What Nurses Cannot Delegate
Understanding what nurses can do also means understanding what they must do personally and cannot hand off to nursing assistants or medical assistants. Under Washington state law, which reflects principles common across most states, RNs may delegate basic tasks like blood pressure monitoring, personal care, and glucose testing to certified nursing assistants. But they cannot delegate medication administration by injection (with the exception of insulin in some settings), sterile procedures, or central line maintenance. Any task requiring nursing judgment, or any act that involves piercing or severing tissue, stays with the licensed nurse.
Before delegating anything, the RN is legally responsible for evaluating whether the assistant is competent to perform the task, confirming the delegation is appropriate for that patient’s situation, and supervising the outcome. The accountability never transfers. If something goes wrong with a delegated task, the nurse who delegated it shares responsibility.

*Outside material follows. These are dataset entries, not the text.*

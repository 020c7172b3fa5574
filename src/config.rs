//! Configuration for crewscope.
//!
//! Configuration sources (highest priority first):
//! 1. Environment variables (CREWSCOPE_MANIFEST, CREWSCOPE_CACHE_CAPACITY)
//! 2. Config file (.crewscope/config.yaml)
//! 3. Defaults
//!
//! Config file discovery:
//! - Searches current directory and parents for .crewscope/config.yaml
//! - Falls back to ~/.crewscope/config.yaml
//! - Paths in the config file are relative to the project root (the parent
//!   of .crewscope/)

use std::path::{Path, PathBuf};
use std::sync::OnceLock;

use anyhow::{Context, Result};
use serde::{Deserialize, Serialize};

use crate::core::{DEFAULT_CACHE_CAPACITY, SYSTEM_AGENT};

/// Global cached configuration (stores Result to handle init errors)
static CONFIG: OnceLock<Result<ResolvedConfig, String>> = OnceLock::new();

const CONFIG_DIR: &str = ".crewscope";
const CONFIG_FILE: &str = "config.yaml";

/// Raw config file schema (matches YAML structure)
#[derive(Debug, Clone, Deserialize)]
pub struct ConfigFile {
    pub version: String,
    #[serde(default)]
    pub router: Option<RouterConfig>,
    #[serde(default)]
    pub agents: Option<AgentsConfig>,
}

#[derive(Debug, Clone, Deserialize)]
pub struct RouterConfig {
    pub cache_capacity: Option<usize>,
}

#[derive(Debug, Clone, Deserialize)]
pub struct AgentsConfig {
    /// Pseudo-agent names that never get a panel entry
    pub reserved_names: Option<Vec<String>>,
    /// Crew manifest path (relative to the project root)
    pub manifest: Option<String>,
}

/// Resolved configuration with absolute paths
#[derive(Debug, Clone, Serialize)]
pub struct ResolvedConfig {
    /// Path to config file (if found)
    pub config_file: Option<PathBuf>,
    /// Memoized detections per router
    pub cache_capacity: usize,
    /// Pseudo-agent names excluded from the panel
    pub reserved_names: Vec<String>,
    /// Default crew manifest
    pub manifest: Option<PathBuf>,
}

impl Default for ResolvedConfig {
    fn default() -> Self {
        Self {
            config_file: None,
            cache_capacity: DEFAULT_CACHE_CAPACITY,
            reserved_names: vec![SYSTEM_AGENT.to_string()],
            manifest: None,
        }
    }
}

/// Find config file by searching `start` and its parents, then the home directory
fn find_config_file(start: &Path) -> Option<PathBuf> {
    let mut current = start.to_path_buf();

    loop {
        let config_path = current.join(CONFIG_DIR).join(CONFIG_FILE);
        if config_path.exists() {
            return Some(config_path);
        }

        if !current.pop() {
            break;
        }
    }

    dirs::home_dir()
        .map(|home| home.join(CONFIG_DIR).join(CONFIG_FILE))
        .filter(|path| path.exists())
}

/// Load and parse config file
fn load_config_file(path: &Path) -> Result<ConfigFile> {
    let content = std::fs::read_to_string(path)
        .with_context(|| format!("Failed to read config file: {}", path.display()))?;

    serde_yaml::from_str(&content)
        .with_context(|| format!("Failed to parse config file: {}", path.display()))
}

/// Resolve a path that may be relative to the project root
fn resolve_path(base: &Path, path_str: &str) -> PathBuf {
    let path = PathBuf::from(path_str);
    if path.is_absolute() {
        path
    } else {
        base.join(path)
            .canonicalize()
            .unwrap_or_else(|_| base.join(path_str))
    }
}

/// Load configuration from all sources, discovering the file from `start`
fn load_config_from(start: &Path) -> Result<ResolvedConfig> {
    let mut resolved = ResolvedConfig::default();

    if let Some(config_path) = find_config_file(start) {
        let config = load_config_file(&config_path)?;

        // Project root is the parent of .crewscope/
        let base_dir = config_path
            .parent()
            .and_then(|p| p.parent())
            .unwrap_or(Path::new("."));

        if let Some(capacity) = config.router.as_ref().and_then(|r| r.cache_capacity) {
            resolved.cache_capacity = capacity;
        }
        if let Some(agents) = config.agents {
            if let Some(names) = agents.reserved_names {
                resolved.reserved_names = names;
            }
            resolved.manifest = agents.manifest.map(|m| resolve_path(base_dir, &m));
        }
        resolved.config_file = Some(config_path);
    }

    if let Ok(manifest) = std::env::var("CREWSCOPE_MANIFEST") {
        resolved.manifest = Some(PathBuf::from(manifest));
    }
    if let Ok(capacity) = std::env::var("CREWSCOPE_CACHE_CAPACITY") {
        resolved.cache_capacity = capacity
            .trim()
            .parse()
            .with_context(|| format!("Invalid CREWSCOPE_CACHE_CAPACITY: {}", capacity))?;
    }

    Ok(resolved)
}

fn load_config() -> Result<ResolvedConfig> {
    let cwd = std::env::current_dir().context("Failed to determine current directory")?;
    load_config_from(&cwd)
}

/// Get the global configuration (loads once, then cached)
pub fn config() -> Result<&'static ResolvedConfig> {
    let result = CONFIG.get_or_init(|| load_config().map_err(|e| format!("{:#}", e)));

    match result {
        Ok(config) => Ok(config),
        Err(e) => anyhow::bail!("{}", e),
    }
}

/// Force reload configuration (useful for testing)
pub fn reload_config() -> Result<ResolvedConfig> {
    load_config()
}
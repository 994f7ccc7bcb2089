//! Common metrics for performance evaluation of a classifier
//!
//! Contains only the routine for the confusion matrix, as all other metrics
//! used here can be derived from the entries in the matrix.
use std::fmt;

use ndarray::prelude::*;
use ndarray::Data;

use crate::dataset::Label;
use crate::error::{Error, Result};

/// Confusion matrix for multi-class evaluation
///
/// A confusion matrix shows predictions in a matrix, where rows correspond to
/// targets and columns to predicted. The diagonal entries are correct
/// predictions.
pub struct ConfusionMatrix<L> {
    matrix: Array2<usize>,
    members: Vec<L>,
}

impl<L> ConfusionMatrix<L> {
    /// Return the fraction of correct predictions
    pub fn accuracy(&self) -> f32 {
        self.matrix.diag().sum() as f32 / self.matrix.sum() as f32
    }

    /// Calculate the precision for every class
    ///
    /// A class that was never predicted has precision zero.
    pub fn precision(&self) -> Array1<f32> {
        let sum = self.matrix.sum_axis(Axis(0));

        Array1::from_iter(
            self.matrix
                .diag()
                .iter()
                .zip(sum.iter())
                .map(|(a, b)| if *b == 0 { 0.0 } else { *a as f32 / *b as f32 }),
        )
    }

    /// Calculate the recall for every class
    ///
    /// A class that only occurs in the predictions has recall zero.
    pub fn recall(&self) -> Array1<f32> {
        let sum = self.matrix.sum_axis(Axis(1));

        Array1::from_iter(
            self.matrix
                .diag()
                .iter()
                .zip(sum.iter())
                .map(|(a, b)| if *b == 0 { 0.0 } else { *a as f32 / *b as f32 }),
        )
    }

    /// Return the classes covered by the matrix, in first-occurrence order
    pub fn members(&self) -> &[L] {
        &self.members
    }
}

/// Print a confusion matrix
impl<L: fmt::Debug> fmt::Debug for ConfusionMatrix<L> {
    fn fmt(&self, f: &mut fmt::Formatter) -> fmt::Result {
        writeln!(f, "classes: {:?}", self.members)?;
        for row in self.matrix.rows() {
            writeln!(f, "{:?}", row)?;
        }

        Ok(())
    }
}

/// Compare a prediction against the ground truth
pub trait ToConfusionMatrix<L, T> {
    fn confusion_matrix(&self, ground_truth: T) -> Result<ConfusionMatrix<L>>;
}

impl<L: Label, C: Data<Elem = L>, D: Data<Elem = L>> ToConfusionMatrix<L, &ArrayBase<D, Ix1>>
    for ArrayBase<C, Ix1>
{
    fn confusion_matrix(&self, ground_truth: &ArrayBase<D, Ix1>) -> Result<ConfusionMatrix<L>> {
        if self.len() != ground_truth.len() {
            return Err(Error::MismatchedLengths(self.len(), ground_truth.len()));
        }
        if self.is_empty() {
            return Err(Error::EmptyDataset);
        }

        // build the class list from ground truth first so its classes keep
        // their position even when never predicted
        let mut members: Vec<L> = Vec::new();
        for label in ground_truth.iter().chain(self.iter()) {
            if !members.contains(label) {
                members.push(label.clone());
            }
        }

        let mut matrix = Array2::zeros((members.len(), members.len()));
        for (truth, pred) in ground_truth.iter().zip(self.iter()) {
            let i = members.iter().position(|m| m == truth).unwrap();
            let j = members.iter().position(|m| m == pred).unwrap();
            matrix[(i, j)] += 1;
        }

        Ok(ConfusionMatrix { matrix, members })
    }
}

#[cfg(test)]
mod tests {
    use super::*;
    use approx::assert_abs_diff_eq;
    use ndarray::array;

    #[test]
    fn accuracy_counts_exact_matches() {
        let prediction = array![0usize, 1, 1, 2, 2];
        let truth = array![0usize, 1, 2, 2, 0];

        let cm = prediction.confusion_matrix(&truth).unwrap();
        assert_abs_diff_eq!(cm.accuracy(), 0.6, epsilon = 1e-6);
    }

    #[test]
    fn perfect_prediction_has_accuracy_one() {
        let prediction = array!["a".to_string(), "b".to_string(), "a".to_string()];
        let truth = prediction.clone();

        let cm = prediction.confusion_matrix(&truth).unwrap();
        assert_abs_diff_eq!(cm.accuracy(), 1.0, epsilon = 1e-6);
        assert_eq!(cm.members().len(), 2);
    }

    #[test]
    fn precision_and_recall_per_class() {
        // class 0: predicted twice, once correctly; two true members
        let prediction = array![0usize, 0, 1, 1];
        let truth = array![0usize, 1, 1, 0];

        let cm = prediction.confusion_matrix(&truth).unwrap();
        assert_abs_diff_eq!(cm.precision(), array![0.5f32, 0.5], epsilon = 1e-6);
        assert_abs_diff_eq!(cm.recall(), array![0.5f32, 0.5], epsilon = 1e-6);
    }

    #[test]
    fn mismatched_lengths_are_rejected() {
        let prediction = array![0usize, 1];
        let truth = array![0usize];

        let res = prediction.confusion_matrix(&truth);
        assert!(matches!(res, Err(Error::MismatchedLengths(2, 1))));
    }

    #[test]
    fn classes_only_in_ground_truth_are_counted() {
        let prediction = array![0usize, 0, 0];
        let truth = array![0usize, 1, 2];

        let cm = prediction.confusion_matrix(&truth).unwrap();
        assert_eq!(cm.members().len(), 3);
        assert_abs_diff_eq!(cm.accuracy(), 1.0 / 3.0, epsilon = 1e-6);
    }

    #[test]
    fn unpredicted_class_has_zero_precision_and_recall() {
        // class 2 occurs only in the ground truth, class 1 only in the
        // predictions; neither division may produce a NaN
        let prediction = array![0usize, 1, 0];
        let truth = array![0usize, 0, 2];

        let cm = prediction.confusion_matrix(&truth).unwrap();
        let precision = cm.precision();
        let recall = cm.recall();

        assert!(precision.iter().all(|p| p.is_finite()));
        assert!(recall.iter().all(|r| r.is_finite()));

        // members in first-occurrence order: [0, 2, 1]
        assert_abs_diff_eq!(precision[1], 0.0, epsilon = 1e-6);
        assert_abs_diff_eq!(recall[2], 0.0, epsilon = 1e-6);
    }
}
impl<F: Float, L: Label> Fit<F, L> for DecisionTreeValidParams<F, L> {
    type Object = DecisionTree<F, L>;

    /// Fit a decision tree on the dataset using the checked hyperparameters.
    fn fit(&self, dataset: &Dataset<F, L>) -> Result<Self::Object> {
        if dataset.nsamples() == 0 {
            return Err(Error::EmptyDataset);
        }

        let x = dataset.records();

        // fix the class table in first-occurrence order and map every target
        // to its dense class index
        let classes = dataset.labels();
        let class_of = dataset
            .targets()
            .iter()
            .map(|label| classes.iter().position(|c| c == label).unwrap())
            .collect::<Vec<_>>();

        let sorted_indices = (0..x.ncols())
            .map(|feature_idx| SortedIndex::of_array_column(x, feature_idx))
            .collect::<Vec<_>>();

        let ctx = FitContext {
            x,
            class_of: &class_of,
            nclasses: classes.len(),
            params: self,
            sorted_indices: &sorted_indices,
        };

        let mut nodes = Vec::new();
        ctx.fit_node(&RowMask::all(x.nrows()), 0, &mut nodes);

        prune(&mut nodes, 0);
        let nodes = compact(&nodes);

        Ok(DecisionTree {
            nodes,
            classes,
            feature_names: dataset.feature_names().to_vec(),
            num_features: x.ncols(),
        })
    }
}

impl<F: Float, L: Label> DecisionTree<F, L> {
    /// Classify a single observation by routing it down the tree
    fn predict_row<D: Data<Elem = F>>(&self, row: &ArrayBase<D, Ix1>) -> &L {
        let mut node = &self.nodes[0];

        loop {
            match (node.left, node.right) {
                (Some(left), Some(right)) => {
                    node = if row[node.feature_idx] <= node.split_value {
                        &self.nodes[left]
                    } else {
                        &self.nodes[right]
                    };
                }
                _ => return &self.classes[node.prediction],
            }
        }
    }

    /// Create a node iterator starting at the root
    pub fn iter_nodes(&self) -> NodeIter<F> {
        NodeIter::new(&self.nodes)
    }

    /// Return the feature indices appearing in the splits of this tree,
    /// in ascending order
    pub fn features(&self) -> Vec<usize> {
        let mut fitted_features = self
            .iter_nodes()
            .filter(|node| !node.is_leaf())
            .map(|node| node.feature_idx)
            .collect::<Vec<_>>();

        fitted_features.sort_unstable();
        fitted_features.dedup();
        fitted_features
    }

    /// Return the mean impurity decrease for each feature
    pub fn mean_impurity_decrease(&self) -> Vec<F> {
        let mut impurity_decrease = vec![F::zero(); self.num_features];
        let mut num_nodes = vec![0; self.num_features];

        for node in self.iter_nodes().filter(|node| !node.is_leaf()) {
            impurity_decrease[node.feature_idx] =
                impurity_decrease[node.feature_idx] + node.impurity_decrease;
            num_nodes[node.feature_idx] += 1;
        }

        impurity_decrease
            .into_iter()
            .zip(num_nodes.into_iter())
            .map(|(val, n)| if n == 0 { F::zero() } else { val / F::cast(n) })
            .collect()
    }

    /// Return the feature importance, i.e. the relative impurity decrease,
    /// for each feature
    pub fn feature_importance(&self) -> Vec<F> {
        let mean_impurity_decrease = self.mean_impurity_decrease();
        let sum: F = mean_impurity_decrease.iter().cloned().sum();

        mean_impurity_decrease
            .into_iter()
            .map(|x| x / sum)
            .collect()
    }

    /// Return the class table of the tree; leaf distributions and node
    /// predictions index into it
    pub fn classes(&self) -> &[L] {
        &self.classes
    }

    /// Return the feature names recorded at fitting time
    pub fn feature_names(&self) -> &[String] {
        &self.feature_names
    }

    /// Return the root node of the tree
    pub fn root_node(&self) -> &TreeNode<F> {
        &self.nodes[0]
    }

    /// Return the maximum depth reached by the fitted tree
    pub fn max_depth(&self) -> usize {
        self.iter_nodes()
            .fold(0, |max, node| usize::max(max, node.depth))
    }

    /// Return the number of leaves in this tree
    pub fn num_leaves(&self) -> usize {
        self.iter_nodes().filter(|node| node.is_leaf()).count()
    }
}

/// Finds the class with the highest count. If two classes have the same
/// count then the class with the lower index is returned, keeping the choice
/// deterministic.
fn find_modal_class(class_counts: &[usize]) -> usize {
    let mut modal = 0;
    for (class, &count) in class_counts.iter().enumerate() {
        if count > class_counts[modal] {
            modal = class;
        }
    }

    modal
}
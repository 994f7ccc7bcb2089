//! Error types in treefit
//!

use thiserror::Error;

use ndarray::ShapeError;

pub type Result<T> = std::result::Result<T, Error>;

#[derive(Error, Debug)]
pub enum Error {
    #[error("invalid parameter: {0}")]
    Parameters(String),
    #[error("missing required column `{0}` in input header")]
    MissingColumn(String),
    #[error("row {row}: could not parse `{value}` as a number")]
    InvalidValue { row: usize, value: String },
    #[error("dataset contains no rows")]
    EmptyDataset,
    #[error("class `{label}` has {count} sample(s), too few to appear in both partitions")]
    TooFewClassSamples { label: String, count: usize },
    #[error("predictions and ground truth differ in length ({0} vs {1})")]
    MismatchedLengths(usize, usize),
    #[error("unsupported model file version {found} (expected {expected})")]
    ModelVersion { found: u32, expected: u32 },
    #[error("invalid ndarray shape {0}")]
    NdShape(#[from] ShapeError),
    #[error(transparent)]
    Io(#[from] std::io::Error),
    #[error(transparent)]
    Csv(#[from] csv::Error),
    #[error("model file encoding failed: {0}")]
    Encoding(#[from] bincode::Error),
}

#[cfg(test)]
mod tests {
    use super::*;

    #[test]
    fn diagnostics_render_as_messages() {
        // the binary reports failures through `Display`, not `Debug`
        let err = Error::InvalidValue {
            row: 2,
            value: "oops".to_string(),
        };
        assert_eq!(err.to_string(), "row 2: could not parse `oops` as a number");

        let err = Error::MissingColumn("petal_width".to_string());
        assert_eq!(
            err.to_string(),
            "missing required column `petal_width` in input header"
        );

        let err = Error::ModelVersion {
            found: 2,
            expected: 1,
        };
        assert_eq!(err.to_string(), "unsupported model file version 2 (expected 1)");
    }
}
//! The training pipeline
//!
//! Sequences the four stages of a run: load the CSV dataset, hold out a
//! stratified test partition, fit a decision tree on the remainder, then
//! report accuracy on the held-out rows and persist the fitted model.
use std::path::PathBuf;

use crate::dataset::load_csv;
use crate::error::Result;
use crate::metrics::ToConfusionMatrix;
use crate::param_guard::ParamGuard;
use crate::persist;
use crate::traits::{Fit, Predict};
use crate::tree::DecisionTree;

/// Fraction of rows held out per class for evaluation
pub const TEST_FRACTION: f64 = 0.4;

/// Seed for the stratified split, fixed so reruns are reproducible
pub const SPLIT_SEED: u64 = 42;

/// Immutable run configuration, constructed once at the process boundary
#[derive(Debug, Clone)]
pub struct Config {
    /// Path to the input CSV
    pub data: PathBuf,
    /// Path the serialized model is written to
    pub model: PathBuf,
    /// Maximum depth of the fitted tree
    pub depth: usize,
}

/// Execute one training run and return the test accuracy
///
/// Prints the two status lines of the success path; every failure propagates
/// to the caller unchanged. The accuracy line is printed before the model is
/// saved, so an unwritable model path still reports the evaluation.
pub fn run(config: &Config) -> Result<f32> {
    let dataset = load_csv(&config.data)?;
    let (train, test) = dataset.split_stratified(TEST_FRACTION, SPLIT_SEED)?;

    let params = DecisionTree::<f64, String>::params()
        .max_depth(Some(config.depth))
        .check()?;
    let model = params.fit(&train)?;

    let prediction = model.predict(test.records());
    let accuracy = prediction.confusion_matrix(test.targets())?.accuracy();
    println!("Model training complete. Accuracy: {:.4}", accuracy);

    persist::save(&config.model, &params, &model)?;
    println!("Model saved to {}", config.model.display());

    Ok(accuracy)
}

Why Scope of Practice Varies by State
Every state has its own Nurse Practice Act, and these laws create real differences in what nurses at each level can do depending on where they work. An NP in one state may practice completely independently, while the same NP across the state line needs a collaborative agreement with a physician. An RN in one facility may suture lacerations in the emergency department while an RN at a different hospital in the same state may not, depending on facility policy and the nurse’s documented training.
State boards of nursing publish scope-of-practice decision trees and comparison charts to help nurses determine whether a specific procedure falls within their authority. The general framework is consistent: your license level sets the ceiling, your state’s Nurse Practice Act defines the legal boundaries within that ceiling, your employer’s policies may narrow it further, and your individual training and competency determine what you should actually perform.